(Dataset records):
[Start of section]

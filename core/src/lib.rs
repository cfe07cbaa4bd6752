//! Monster Builder core
//!
//! Everything behind the toy that does not need a window: procedural
//! geometry, the transform hierarchy the monster is assembled in, ray picking,
//! the drag-and-drop attachment state machine, camera capture for skins, a
//! software renderer and PNG export.
//!
//! # Architecture
//!
//! - [`Monster`] - Scene graph with the body, attached parts and drag previews
//! - [`Interaction`] - Pointer state machine that places, moves and selects parts
//! - [`CameraCapture`] - Camera stream and guide-to-texture cropping
//! - [`Renderer`] - Draws a [`SceneGraph`] from an [`OrbitCamera`]
//! - [`Exporter`] - Background PNG export

pub mod capture;
pub mod config;
pub mod error;
pub mod export;
pub mod interaction;
pub mod monster;
pub mod parts;
pub mod procedural;
pub mod raycast;
pub mod render;
pub mod scene;
pub mod view;

pub use capture::{CameraCapture, CameraDevices, SkinTexture};
pub use config::Config;
pub use error::CaptureError;
pub use export::Exporter;
pub use interaction::{DragMode, Interaction, InteractionEvent, RotationAxis, Selection};
pub use monster::{BodyShape, Monster, PartAdjustment, SkinSettings, Surface};
pub use parts::{MouthStyle, PartKind};
pub use raycast::{Ray, RayHit};
pub use render::Renderer;
pub use scene::{NodeId, SceneGraph};
pub use view::OrbitCamera;
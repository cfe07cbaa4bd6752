//! Application error types

use std::path::PathBuf;

use thiserror::Error;

#[derive(Error, Debug)]
pub enum AppError {
    #[error("Event loop error: {0}")]
    EventLoop(String),
    #[error("Invalid snapshot size {width}x{height}")]
    InvalidSize { width: u32, height: u32 },
    #[error("Failed to write {path}: {message}")]
    Export { path: PathBuf, message: String },
}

[End of section]

(EXERCISE OBJECTIVE):
Transcribe every entry word for word.

(REPLY TO THE TASK):
filename core/src/lib.rs
repository cfe07cbaa4bd6752
//! Monster Builder core
//!
//! Everything behind the toy that does not need a window: procedural
//! geometry, the transform hierarchy the monster is assembled in, ray picking,
//! the drag-and-drop attachment state machine, camera capture for skins, a
//! software renderer and PNG export.
//!
//! # Architecture
//!
//! - [`Monster`] - Scene graph with the body, attached parts and drag previews
//! - [`Interaction`] - Pointer state machine that places, moves and selects parts
//! - [`CameraCapture`] - Camera stream and guide-to-texture cropping
//! - [`Renderer`] - Draws a [`SceneGraph`] from an [`OrbitCamera`]
//! - [`Exporter`] - Background PNG export

pub mod capture;
pub mod config;
pub mod error;
pub mod export;
pub mod interaction;
pub mod monster;
pub mod parts;
pub mod procedural;
pub mod raycast;
pub mod render;
pub mod scene;
pub mod view;

pub use capture::{CameraCapture, CameraDevices, SkinTexture};
pub use config::Config;
pub use error::CaptureError;
pub use export::Exporter;
pub use interaction::{DragMode, Interaction, InteractionEvent, RotationAxis, Selection};
pub use monster::{BodyShape, Monster, PartAdjustment, SkinSettings, Surface};
pub use parts::{MouthStyle, PartKind};
pub use raycast::{Ray, RayHit};
pub use render::Renderer;
pub use scene::{NodeId, SceneGraph};
pub use view::OrbitCamera;
repository cfe07cbaa4bd6752
//! Application error types

use std::path::PathBuf;

use thiserror::Error;

#[derive(Error, Debug)]
pub enum AppError {
    #[error("Event loop error: {0}")]
    EventLoop(String),
    #[error("Invalid snapshot size {width}x{height}")]
    InvalidSize { width: u32, height: u32 },
    #[error("Failed to write {path}: {message}")]
    Export { path: PathBuf, message: String },
}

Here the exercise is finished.